* [INSTRUCTIONS TO FOLLOW]:
In the listing below, find every line with the string "field" and pull it out.

· · · ·

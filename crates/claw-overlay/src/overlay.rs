//! One-call assembly of hub, log view and value table.

use std::sync::Arc;

use parking_lot::Mutex;
use tracing::debug;

use crate::clock::{Clock, MonotonicClock};
use crate::config::OverlayConfig;
use crate::error::Result;
use crate::frame_loop::FrameLoop;
use crate::hub::{DrainReport, EventHub, Subscription};
use crate::layer::HubLayer;
use crate::log_view::LogView;
use crate::traits::{LogSink, ValueSink};
use crate::value_table::ValueTable;

/// A hub wired to a log view and a value table.
///
/// The views are shared with the hub through `Arc<Mutex<_>>`; lock them on
/// the tick thread to inspect state or forward UI input such as
/// [`LogView::toggle_details`].
pub struct Overlay<L: LogSink, V: ValueSink> {
    config: OverlayConfig,
    hub: EventHub,
    log_view: Arc<Mutex<LogView<L>>>,
    value_table: Arc<Mutex<ValueTable<V>>>,
    _subscriptions: [Subscription; 2],
}

impl<L: LogSink, V: ValueSink> std::fmt::Debug for Overlay<L, V> {
    fn fmt(&self, f: &mut std::fmt::Formatter<'_>) -> std::fmt::Result {
        f.debug_struct("Overlay")
            .field("config", &self.config)
            .field("hub", &self.hub)
            .finish_non_exhaustive()
    }
}

impl<L, V> Overlay<L, V>
where
    L: LogSink + 'static,
    V: ValueSink + 'static,
{
    /// Builds an overlay stamping events with wall-clock time.
    ///
    /// # Errors
    ///
    /// Returns an error if the config fails validation.
    pub fn new(config: OverlayConfig, log_sink: L, value_sink: V) -> Result<Self> {
        Self::with_clock(config, Arc::new(MonotonicClock::new()), log_sink, value_sink)
    }

    /// Builds an overlay stamping events with `clock`.
    ///
    /// # Errors
    ///
    /// Returns an error if the config fails validation.
    pub fn with_clock(
        config: OverlayConfig,
        clock: Arc<dyn Clock>,
        log_sink: L,
        value_sink: V,
    ) -> Result<Self> {
        config.validate()?;

        let hub = EventHub::with_clock(clock);
        let log_view = Arc::new(Mutex::new(LogView::new(&config, log_sink)?));
        let value_table = Arc::new(Mutex::new(ValueTable::new(&config, value_sink)?));

        let subscriptions = [
            hub.subscribe(Arc::clone(&log_view)),
            hub.subscribe(Arc::clone(&value_table)),
        ];
        debug!(
            scrollback = config.scrollback,
            max_values = config.max_values,
            origin_qualified = config.origin_qualified,
            "overlay assembled"
        );

        Ok(Self {
            config,
            hub,
            log_view,
            value_table,
            _subscriptions: subscriptions,
        })
    }

    /// The ingestion hub. Clone it to hand to producer threads.
    #[must_use]
    pub const fn hub(&self) -> &EventHub {
        &self.hub
    }

    /// A `tracing` layer feeding this overlay.
    #[must_use]
    pub fn layer(&self) -> HubLayer {
        HubLayer::new(self.hub.clone())
    }

    /// The log view.
    #[must_use]
    pub const fn log_view(&self) -> &Arc<Mutex<LogView<L>>> {
        &self.log_view
    }

    /// The value table.
    #[must_use]
    pub const fn value_table(&self) -> &Arc<Mutex<ValueTable<V>>> {
        &self.value_table
    }

    /// The config the overlay was built from.
    #[must_use]
    pub const fn config(&self) -> &OverlayConfig {
        &self.config
    }

    /// Attaches the drain to the host's frame loop.
    pub fn start(&self, frame_loop: &FrameLoop) {
        self.hub.start(frame_loop);
    }

    /// Detaches the drain from the host's frame loop.
    pub fn stop(&self, frame_loop: &FrameLoop) {
        self.hub.stop(frame_loop);
    }

    /// Drains the hub once, for hosts that drive ticks directly.
    pub fn tick(&self) -> DrainReport {
        self.hub.drain_and_dispatch()
    }
}
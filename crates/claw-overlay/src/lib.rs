//! # claw-overlay
//!
//! In-process diagnostics overlay for Clawbernetes runtimes: a live log
//! scrollback and a live table of watched values, fed from any thread and
//! rendered once per tick.
//!
//! This crate provides:
//!
//! - [`EventHub`] — Thread-safe ingestion, drained once per tick
//! - [`StackTraceParser`] — Recovers `Class.Method` origins from stack traces
//! - [`RingBuffer`] — Fixed-capacity slot pool with FIFO recycling
//! - [`LogView`] — Scrollback with severity colors and scroll-lock
//! - [`ValueTable`] — Sorted watch table with bounded capacity
//! - [`HubLayer`] — `tracing` layer forwarding host events to the hub
//! - [`Overlay`] — Hub and views assembled from one [`OverlayConfig`]
//! - [`FrameLoop`] — Per-frame hook registry the hub attaches to
//!
//! ## Example
//!
//! ```rust
//! use claw_overlay::{FrameLoop, Overlay, OverlayConfig};
//!
//! let overlay = Overlay::new(OverlayConfig::default(), (), ()).expect("valid config");
//! let frame_loop = FrameLoop::new();
//! overlay.start(&frame_loop);
//!
//! let hub = overlay.hub().clone();
//! std::thread::spawn(move || {
//!     hub.warn("worker started");
//!     hub.report_value("worker.load", &0.75f32);
//! })
//! .join()
//! .expect("worker thread");
//!
//! frame_loop.run_frame();
//! assert_eq!(overlay.value_table().lock().get("worker.load"), Some("0.750"));
//! ```

#![forbid(unsafe_code)]
#![warn(missing_docs)]

pub mod clock;
pub mod config;
pub mod error;
pub mod format;
pub mod frame_loop;
pub mod hub;
pub mod layer;
pub mod log_view;
pub mod overlay;
pub mod parser;
pub mod ring;
pub mod traits;
pub mod types;
pub mod value_table;

// Re-export main types
pub use clock::{Clock, ManualClock, MonotonicClock};
pub use config::{OverlayConfig, SeverityColors};
pub use error::{OverlayError, Result};
pub use format::{WatchFormat, WatchValue};
pub use frame_loop::{FrameLoop, HookId};
pub use hub::{DrainReport, EventHub, SubscriberId, Subscription};
pub use layer::HubLayer;
pub use log_view::{LogLine, LogView, ScrollLock};
pub use overlay::Overlay;
pub use parser::{parse_origin, Origin, StackTraceParser};
pub use ring::{RingBuffer, Slot, SlotId};
pub use traits::{HubSubscriber, LogSink, ScrollMetrics, ValueSink};
pub use types::{Color, LogEvent, Severity, ValueEvent};
pub use value_table::{ValueEntry, ValueTable};
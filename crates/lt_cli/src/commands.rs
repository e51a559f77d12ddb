//! Command modules for the lt CLI.
//!
//! - `config_cmd`: inspect and edit the cascading configuration

pub mod config_cmd;
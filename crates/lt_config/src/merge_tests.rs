//! Tests for the deep-merge engine.

use super::*;
use serde_json::json;

// ============================================================================
// Test Helpers
// ============================================================================

/// Builds a ConfigTree from a `json!` object literal.
fn tree(value: serde_json::Value) -> ConfigTree {
    match value {
        serde_json::Value::Object(map) => map,
        other => panic!("test fixture must be an object, got {other:?}"),
    }
}

// ============================================================================
// Basic merging
// ============================================================================

#[test]
fn test_merge_of_nothing_is_empty() {
    assert_eq!(merge_trees([]), ConfigTree::new());
}

#[test]
fn test_merge_of_single_tree_is_that_tree() {
    let single = tree(json!({"a": 1, "b": {"c": [1, 2]}}));
    assert_eq!(merge_trees([single.clone()]), single);
}

#[test]
fn test_higher_priority_scalar_wins() {
    let merged = merge_trees([tree(json!({"a": 1})), tree(json!({"a": 2}))]);
    assert_eq!(merged, tree(json!({"a": 2})));
}

#[test]
fn test_disjoint_keys_are_combined() {
    let merged = merge_trees([tree(json!({"a": 1})), tree(json!({"b": 2}))]);
    assert_eq!(merged, tree(json!({"a": 1, "b": 2})));
}

#[test]
fn test_nested_trees_merge_recursively() {
    let merged = merge_trees([
        tree(json!({"server": {"host": "localhost", "port": 8080}})),
        tree(json!({"server": {"port": 9000}})),
    ]);
    assert_eq!(
        merged,
        tree(json!({"server": {"host": "localhost", "port": 9000}}))
    );
}

#[test]
fn test_type_change_replaces_outright() {
    // Scalar over tree and tree over scalar are both allowed.
    let merged = merge_trees([tree(json!({"value": {"nested": true}})), tree(json!({"value": 42}))]);
    assert_eq!(merged, tree(json!({"value": 42})));

    let merged = merge_trees([tree(json!({"value": 42})), tree(json!({"value": {"nested": true}}))]);
    assert_eq!(merged, tree(json!({"value": {"nested": true}})));
}

// ============================================================================
// Array replacement
// ============================================================================

#[test]
fn test_arrays_replace_wholesale() {
    let merged = merge_trees([
        tree(json!({"tags": ["x", "y", "z"]})),
        tree(json!({"tags": ["w"]})),
    ]);
    assert_eq!(
        merged,
        tree(json!({"tags": ["w"]})),
        "arrays must be replaced, never concatenated or unioned"
    );
}

#[test]
fn test_empty_array_is_a_valid_override() {
    let merged = merge_trees([tree(json!({"tags": ["x"]})), tree(json!({"tags": []}))]);
    assert_eq!(merged, tree(json!({"tags": []})));
}

// ============================================================================
// Tombstones
// ============================================================================

#[test]
fn test_null_deletes_inherited_key() {
    let merged = merge_trees([tree(json!({"a": {"b": 1}})), tree(json!({"a": {"b": null}}))]);
    assert_eq!(
        merged,
        tree(json!({"a": {}})),
        "a tombstoned key must be absent, not set to null"
    );
}

#[test]
fn test_sibling_keys_survive_targeted_tombstone() {
    let merged = merge_trees([
        tree(json!({"a": {"b": 1, "c": 2}})),
        tree(json!({"a": {"b": null}})),
    ]);
    assert_eq!(merged, tree(json!({"a": {"c": 2}})));
}

#[test]
fn test_tombstone_discards_whole_subtree() {
    let merged = merge_trees([
        tree(json!({"a": {"deep": {"deeper": 1}}, "keep": true})),
        tree(json!({"a": null})),
    ]);
    assert_eq!(merged, tree(json!({"keep": true})));
}

#[test]
fn test_tombstoned_key_can_be_reset_by_deeper_level() {
    let merged = merge_trees([
        tree(json!({"a": 1})),
        tree(json!({"a": null})),
        tree(json!({"a": 3})),
    ]);
    assert_eq!(merged, tree(json!({"a": 3})));
}

#[test]
fn test_no_null_sentinels_survive_fresh_inserts() {
    // A subtree inserted into an empty accumulator still has its
    // tombstones stripped.
    let merged = merge_trees([tree(json!({"a": {"b": null, "c": 1}}))]);
    assert_eq!(merged, tree(json!({"a": {"c": 1}})));
}

#[test]
fn test_tombstone_for_missing_key_is_a_no_op() {
    let merged = merge_trees([tree(json!({"a": 1})), tree(json!({"ghost": null}))]);
    assert_eq!(merged, tree(json!({"a": 1})));
}

// ============================================================================
// Multi-level scenarios
// ============================================================================

#[test]
fn test_three_level_command_hierarchy() {
    let root = tree(json!({
        "commands": {"server": {"module": {"controller": "Rest", "skipLint": false}}},
        "meta": {"version": "1.0.0"}
    }));
    let child = tree(json!({
        "commands": {"server": {"module": {"skipLint": true}}},
        "meta": {"name": "child"}
    }));
    let grandchild = tree(json!({
        "commands": {"fullstack": {"frontend": "nuxt"}}
    }));

    let merged = merge_trees([root, child, grandchild]);
    assert_eq!(
        serde_json::Value::Object(merged),
        json!({
            "commands": {
                "server": {"module": {"controller": "Rest", "skipLint": true}},
                "fullstack": {"frontend": "nuxt"}
            },
            "meta": {"version": "1.0.0", "name": "child"}
        })
    );
}
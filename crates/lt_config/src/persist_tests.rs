//! Tests for configuration persistence.

use super::*;
use serde_json::json;
use std::fs;
use tempfile::TempDir;

// ============================================================================
// Test Helpers
// ============================================================================

fn tree(value: serde_json::Value) -> ConfigTree {
    match value {
        serde_json::Value::Object(map) => map,
        other => panic!("test fixture must be an object, got {other:?}"),
    }
}

// ============================================================================
// save_config
// ============================================================================

#[test]
fn test_save_json_is_pretty_printed_with_two_space_indent() {
    let dir = TempDir::new().unwrap();
    let path = save_config(
        &tree(json!({"defaults": {"noConfirm": true}})),
        dir.path(),
        ConfigFormat::Json,
    )
    .expect("save should succeed");

    assert_eq!(path, dir.path().join("lt.config.json"));
    let written = fs::read_to_string(&path).unwrap();
    assert!(
        written.contains("  \"defaults\": {"),
        "JSON must be hand-editable with 2-space indentation, got:\n{written}"
    );
    assert!(written.ends_with('\n'), "file should end with a newline");
}

#[test]
fn test_save_yaml_is_block_style() {
    let dir = TempDir::new().unwrap();
    let path = save_config(
        &tree(json!({"defaults": {"editor": "vim"}, "tags": ["a", "b"]})),
        dir.path(),
        ConfigFormat::Yaml,
    )
    .expect("save should succeed");

    assert_eq!(path, dir.path().join("lt.config.yaml"));
    let written = fs::read_to_string(&path).unwrap();
    assert!(written.contains("defaults:\n"), "got:\n{written}");
    assert!(written.contains("- a\n"), "sequences should be block style");
}

#[test]
fn test_save_overwrites_only_its_own_file_name() {
    let dir = TempDir::new().unwrap();
    fs::write(dir.path().join("lt.config.yaml"), "a: 1\n").unwrap();

    save_config(&tree(json!({"a": 2})), dir.path(), ConfigFormat::Json).unwrap();

    let yaml = fs::read_to_string(dir.path().join("lt.config.yaml")).unwrap();
    assert_eq!(yaml, "a: 1\n", "other config variants must be left untouched");
}

#[test]
fn test_save_creates_missing_directory() {
    let dir = TempDir::new().unwrap();
    let nested = dir.path().join("not").join("yet").join("there");

    let path = save_config(&tree(json!({"a": 1})), &nested, ConfigFormat::Json)
        .expect("save should create missing directories");
    assert!(path.is_file());
}

#[test]
fn test_saved_files_round_trip_through_the_locator() {
    let dir = TempDir::new().unwrap();
    let original = tree(json!({"commands": {"server": {"port": 3000}}}));

    save_config(&original, dir.path(), ConfigFormat::Yaml).unwrap();
    let level = crate::locate::ConfigFileLocator::new(true)
        .locate(dir.path())
        .expect("saved file should be locatable");
    assert_eq!(level.tree, original);
}

// ============================================================================
// update_config
// ============================================================================

#[test]
fn test_update_creates_json_when_no_file_exists() {
    let dir = TempDir::new().unwrap();
    let path = update_config(tree(json!({"a": 1})), dir.path(), true).unwrap();

    assert_eq!(path, dir.path().join("lt.config.json"));
    let written: serde_json::Value =
        serde_json::from_str(&fs::read_to_string(&path).unwrap()).unwrap();
    assert_eq!(written, json!({"a": 1}));
}

#[test]
fn test_update_merges_partial_on_top() {
    let dir = TempDir::new().unwrap();
    save_config(
        &tree(json!({"a": {"keep": 1, "replace": 2}})),
        dir.path(),
        ConfigFormat::Json,
    )
    .unwrap();

    update_config(tree(json!({"a": {"replace": 3}, "b": true})), dir.path(), true).unwrap();

    let written: serde_json::Value =
        serde_json::from_str(&fs::read_to_string(dir.path().join("lt.config.json")).unwrap())
            .unwrap();
    assert_eq!(written, json!({"a": {"keep": 1, "replace": 3}, "b": true}));
}

#[test]
fn test_update_applies_tombstones() {
    let dir = TempDir::new().unwrap();
    save_config(&tree(json!({"a": 1, "b": 2})), dir.path(), ConfigFormat::Json).unwrap();

    update_config(tree(json!({"a": null})), dir.path(), true).unwrap();

    let written: serde_json::Value =
        serde_json::from_str(&fs::read_to_string(dir.path().join("lt.config.json")).unwrap())
            .unwrap();
    assert_eq!(written, json!({"b": 2}), "tombstoned keys must not be persisted");
}

#[test]
fn test_update_keeps_yaml_files_yaml() {
    let dir = TempDir::new().unwrap();
    save_config(&tree(json!({"a": 1})), dir.path(), ConfigFormat::Yaml).unwrap();

    let path = update_config(tree(json!({"b": 2})), dir.path(), true).unwrap();

    assert_eq!(
        path,
        dir.path().join("lt.config.yaml"),
        "update must not switch an existing file's format"
    );
    let level = crate::locate::ConfigFileLocator::new(true)
        .locate(dir.path())
        .unwrap();
    assert_eq!(level.tree, tree(json!({"a": 1, "b": 2})));
}

#[test]
fn test_update_targets_the_highest_priority_file_only() {
    let dir = TempDir::new().unwrap();
    save_config(&tree(json!({"a": 1})), dir.path(), ConfigFormat::Json).unwrap();
    fs::write(dir.path().join("lt.config.yaml"), "ignored: true\n").unwrap();

    update_config(tree(json!({"b": 2})), dir.path(), true).unwrap();

    let written: serde_json::Value =
        serde_json::from_str(&fs::read_to_string(dir.path().join("lt.config.json")).unwrap())
            .unwrap();
    assert_eq!(
        written,
        json!({"a": 1, "b": 2}),
        "lower-priority siblings do not participate in update"
    );
    let yaml = fs::read_to_string(dir.path().join("lt.config.yaml")).unwrap();
    assert_eq!(yaml, "ignored: true\n");
}
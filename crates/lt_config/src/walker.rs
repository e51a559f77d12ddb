//! Directory-hierarchy walk for cascading configuration.
//!
//! Walks from a start directory up to the filesystem root, collecting at
//! most one resolved configuration per directory, and returns the levels
//! root-first so that deeper directories carry higher merge priority.

use std::path::Path;

use tracing::debug;

use crate::locate::{ConfigFileLocator, ResolvedLevel};

#[cfg(test)]
#[path = "walker_tests.rs"]
mod tests;

/// Upward directory walker.
///
/// The walk is finite and bounded by real filesystem nesting; it performs no
/// caching and revisits the filesystem on every call.
#[derive(Debug, Clone, Copy)]
pub struct DirectoryWalker {
    locator: ConfigFileLocator,
}

impl DirectoryWalker {
    pub fn new(suppress_warnings: bool) -> Self {
        Self {
            locator: ConfigFileLocator::new(suppress_warnings),
        }
    }

    /// Collects every directory level that contributes configuration,
    /// ordered root-first (lowest merge priority first).
    ///
    /// The start directory is canonicalized so the walk terminates at the
    /// true filesystem root rather than at the head of a relative path;
    /// `Path::parent` returning `None` (or the parent equalling the current
    /// directory) is the platform-aware root predicate.
    pub fn walk(&self, start: &Path) -> Vec<ResolvedLevel> {
        let start = start.canonicalize().unwrap_or_else(|_| start.to_path_buf());

        let mut levels = Vec::new();
        let mut current = start.as_path();
        loop {
            if let Some(level) = self.locator.locate(current) {
                levels.push(level);
            }
            match current.parent() {
                Some(parent) if parent != current => current = parent,
                _ => break,
            }
        }

        // Collected child-to-root; merge priority is root-to-child.
        levels.reverse();
        debug!(
            start = %start.display(),
            levels = levels.len(),
            "directory walk complete"
        );
        levels
    }
}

· · · ·

* [OUTPUT OF THE TASK]:
            .field("config", &self.config)
            .field("hub", &self.hub)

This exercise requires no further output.